Misquoting Muhammad (book)
In his book Misquoting Muhammad, Brown argues that the “depth and breadth” of the early Muslim scholars’ achievement in assessing the authenticity of sayings and texts “dwarfed” that of the fathers of the Christian church. The book received a number of positive reviews, and was named as one of the top books on religion of 2014 by The Independent. One review of the book in a Catholic journal praised the book calling it "generous to a fault when it comes to remarks about Christianity."

Writings on slavery

In a 2017 article, Brown stated that "the term ‘slavery’ is so ambiguous as to be functionally useless for the purposes of discussing extreme domination and exploitation across history," especially in the context of Islamic history. Brown wrote that the current understanding of "slavery" is defined primarily in terms of legal ownership and violations of autonomy. According to Brown, this understanding does not accurately reflect the way slavery was practiced in many times and places in the Islamic world. For example, some enslaved Ottoman officials held authority over free people, while some forms of extreme exploitation happened to legally free persons. Brown writes that while slavery's evil "is so morally clear and so widely acknowledged", and that it is the "Hitler of human practices", he also wishes to challenge the current understanding of slavery.

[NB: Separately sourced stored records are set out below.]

//! Echo Canceller
//!
//! Fixed-delay subtraction of the engine's own recent output:
//! `y[n] = x[n] - strength * history[n - delay]`.
//!
//! The delay is not adapted. Cancellation only works when the real echo path
//! delay matches `echo_delay_ms` within a few samples; otherwise the
//! subtraction adds a delayed copy instead of removing one.

use serde::{Deserialize, Serialize};

use crate::level;
use crate::{Algorithm, Stage};

/// Ring of the most recent output samples
#[derive(Debug, Clone, PartialEq, Serialize, Deserialize)]
pub struct EchoHistory {
    /// Storage
    buffer: Vec<f32>,
    /// Next write position
    write_pos: usize,
    /// Valid samples
    filled: usize,
}

impl EchoHistory {
    /// Create history holding up to `capacity` samples
    pub fn new(capacity: usize) -> Self {
        Self {
            buffer: vec![0.0; capacity.max(1)],
            write_pos: 0,
            filled: 0,
        }
    }

    /// Maximum samples kept
    pub fn capacity(&self) -> usize {
        self.buffer.len()
    }

    /// Samples currently held
    pub fn len(&self) -> usize {
        self.filled
    }

    /// Nothing recorded yet
    pub fn is_empty(&self) -> bool {
        self.filled == 0
    }

    /// Append one sample, dropping the oldest when full
    #[inline]
    pub fn push(&mut self, sample: f32) {
        self.buffer[self.write_pos] = sample;
        self.write_pos = (self.write_pos + 1) % self.buffer.len();
        self.filled = (self.filled + 1).min(self.buffer.len());
    }

    /// Append a block
    pub fn push_slice(&mut self, samples: &[f32]) {
        for &s in samples {
            self.push(s);
        }
    }

    /// Sample `n` positions back (1 = most recent); 0.0 when not recorded
    #[inline]
    pub fn back(&self, n: usize) -> f32 {
        if n == 0 || n > self.filled {
            return 0.0;
        }
        let len = self.buffer.len();
        self.buffer[(self.write_pos + len - n) % len]
    }

    /// Recorded samples, oldest first
    pub fn to_vec(&self) -> Vec<f32> {
        (1..=self.filled).rev().map(|n| self.back(n)).collect()
    }

    /// Change capacity, keeping the most recent samples that still fit
    pub fn resize(&mut self, capacity: usize) {
        let capacity = capacity.max(1);
        if capacity == self.buffer.len() {
            return;
        }
        let keep = self.filled.min(capacity);
        let mut buffer = vec![0.0; capacity];
        for (slot, n) in buffer.iter_mut().zip((1..=keep).rev()) {
            *slot = self.back(n);
        }
        self.buffer = buffer;
        self.write_pos = keep % capacity;
        self.filled = keep;
    }

    /// Forget everything
    pub fn clear(&mut self) {
        self.buffer.fill(0.0);
        self.write_pos = 0;
        self.filled = 0;
    }
}

/// Fixed-delay echo suppressor
#[derive(Debug, Clone)]
pub struct EchoCanceller {
    /// Recent output
    history: EchoHistory,
    /// Delay (ms)
    delay_ms: f32,
    /// Delay (samples)
    delay: usize,
    /// Reference scale (0.0 - 1.0)
    strength: f32,
    /// Sample rate
    sample_rate: u32,
}

impl EchoCanceller {
    /// Create canceller
    pub fn new(sample_rate: u32, delay_ms: f32, strength: f32) -> Self {
        let delay = level::ms_to_samples(delay_ms, sample_rate);
        Self {
            history: EchoHistory::new(delay),
            delay_ms,
            delay,
            strength: strength.clamp(0.0, 1.0),
            sample_rate,
        }
    }

    /// Change strength
    pub fn set_strength(&mut self, strength: f32) {
        self.strength = strength.clamp(0.0, 1.0);
    }

    /// Change delay; the most recent history that fits the new delay is kept
    pub fn set_delay_ms(&mut self, delay_ms: f32) {
        self.delay_ms = delay_ms;
        self.delay = level::ms_to_samples(delay_ms, self.sample_rate);
        self.history.resize(self.delay);
    }

    /// Change sample rate; history recorded at the old rate is dropped
    pub fn set_sample_rate(&mut self, sample_rate: u32) {
        if sample_rate != self.sample_rate {
            self.sample_rate = sample_rate;
            self.delay = level::ms_to_samples(self.delay_ms, sample_rate);
            self.history = EchoHistory::new(self.delay);
        }
    }

    /// Delay in samples
    pub fn delay_samples(&self) -> usize {
        self.delay
    }

    /// Reference history
    pub fn history(&self) -> &EchoHistory {
        &self.history
    }

    /// Subtract the delayed reference from `samples` in place
    ///
    /// Positions whose reference lies inside the current chunk (not yet
    /// emitted) get no correction; the engine keeps blocks within the delay.
    pub fn process(&mut self, samples: &mut [f32]) {
        if self.strength == 0.0 || self.history.is_empty() {
            return;
        }
        let delay = self.delay;
        for (i, sample) in samples.iter_mut().enumerate().take(delay) {
            *sample -= self.strength * self.history.back(delay - i);
        }
    }

    /// Record the final output of a chunk as future reference
    pub fn record_output(&mut self, output: &[f32]) {
        self.history.push_slice(output);
    }
}

impl Stage for EchoCanceller {
    fn algorithm(&self) -> Algorithm {
        Algorithm::EchoCancellation
    }

    fn reset(&mut self) {
        self.history.clear();
    }
}

#[cfg(test)]
mod tests {
    use super::*;
    use approx::assert_relative_eq;

    #[test]
    fn test_history_ring() {
        let mut history = EchoHistory::new(4);
        history.push_slice(&[1.0, 2.0, 3.0]);
        assert_eq!(history.back(1), 3.0);
        assert_eq!(history.back(3), 1.0);
        assert_eq!(history.back(4), 0.0);

        history.push_slice(&[4.0, 5.0]);
        assert_eq!(history.len(), 4);
        assert_eq!(history.to_vec(), vec![2.0, 3.0, 4.0, 5.0]);
    }

    #[test]
    fn test_delay_in_samples() {
        let canceller = EchoCanceller::new(16000, 100.0, 0.5);
        assert_eq!(canceller.delay_samples(), 1600);
        assert_eq!(canceller.history().capacity(), 1600);
    }

    #[test]
    fn test_matching_delay_cancels() {
        // 1 ms at 16 kHz
        let mut canceller = EchoCanceller::new(16000, 1.0, 1.0);
        let emitted: Vec<f32> = (0..16).map(|i| (i as f32 * 0.3).sin()).collect();
        canceller.record_output(&emitted);

        // Echo of the emitted chunk arriving exactly 16 samples later
        let mut captured = emitted.clone();
        canceller.process(&mut captured);
        for s in &captured {
            assert_relative_eq!(*s, 0.0, epsilon = 1e-7);
        }
    }

    #[test]
    fn test_strength_scales_reference() {
        let mut canceller = EchoCanceller::new(16000, 1.0, 0.5);
        canceller.record_output(&[1.0; 16]);
        let mut captured = vec![1.0; 16];
        canceller.process(&mut captured);
        assert!(captured.iter().all(|&s| (s - 0.5).abs() < 1e-7));
    }

    #[test]
    fn test_mismatched_delay_leaves_residual() {
        let mut canceller = EchoCanceller::new(16000, 1.0, 1.0);
        let emitted: Vec<f32> = (0..16).map(|i| (i as f32 * 0.9).sin()).collect();
        canceller.record_output(&emitted);

        // Echo arrives 3 samples later than configured
        let mut captured = vec![0.0; 16];
        captured[3..].copy_from_slice(&emitted[..13]);
        let before = level::rms(&captured);
        canceller.process(&mut captured);
        assert!(level::rms(&captured) > 0.5 * before);
    }

    #[test]
    fn test_positions_past_delay_untouched() {
        let mut canceller = EchoCanceller::new(16000, 1.0, 1.0);
        canceller.record_output(&[1.0; 16]);
        let mut captured = vec![1.0; 40];
        canceller.process(&mut captured);
        assert!(captured[..16].iter().all(|&s| s == 0.0));
        assert!(captured[16..].iter().all(|&s| s == 1.0));
    }

    #[test]
    fn test_empty_history_is_noop() {
        let mut canceller = EchoCanceller::new(16000, 100.0, 1.0);
        let mut captured = vec![0.25; 64];
        canceller.process(&mut captured);
        assert!(captured.iter().all(|&s| s == 0.25));
    }

    #[test]
    fn test_reset_clears_history() {
        let mut canceller = EchoCanceller::new(16000, 1.0, 1.0);
        canceller.record_output(&[1.0; 8]);
        canceller.reset();
        assert!(canceller.history().is_empty());
    }

    #[test]
    fn test_history_resize_keeps_recent() {
        let mut history = EchoHistory::new(4);
        history.push_slice(&[1.0, 2.0, 3.0, 4.0, 5.0]);

        history.resize(2);
        assert_eq!(history.to_vec(), vec![4.0, 5.0]);

        history.resize(6);
        assert_eq!(history.to_vec(), vec![4.0, 5.0]);
        history.push(6.0);
        assert_eq!(history.back(1), 6.0);
        assert_eq!(history.to_vec(), vec![4.0, 5.0, 6.0]);
    }

    #[test]
    fn test_delay_change_keeps_history() {
        let mut canceller = EchoCanceller::new(16000, 2.0, 1.0);
        let emitted: Vec<f32> = (0..32).map(|i| i as f32).collect();
        canceller.record_output(&emitted);

        canceller.set_delay_ms(1.0);
        assert_eq!(canceller.delay_samples(), 16);
        assert_eq!(canceller.history().to_vec(), emitted[16..].to_vec());

        canceller.set_delay_ms(3.0);
        assert_eq!(canceller.history().capacity(), 48);
        assert_eq!(canceller.history().len(), 16);
    }

    #[test]
    fn test_sample_rate_change_drops_history() {
        let mut canceller = EchoCanceller::new(16000, 1.0, 1.0);
        canceller.record_output(&[1.0; 16]);
        canceller.set_sample_rate(48000);
        assert_eq!(canceller.delay_samples(), 48);
        assert!(canceller.history().is_empty());
    }
}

A lecture presenting this article, and in particular comments Brown made during the Q&A session, sparked criticism from a number of conservative commentators, some of whom accused Brown of supporting slavery and rape. In addition, some liberal scholars of Islam criticized Brown for relativizing the concepts of slavery, human autonomy, and consent, and took issue with his suggestion that Muslims cannot view all historical forms of slavery to be immoral since the Islamic prophet Muhammad had owned slaves.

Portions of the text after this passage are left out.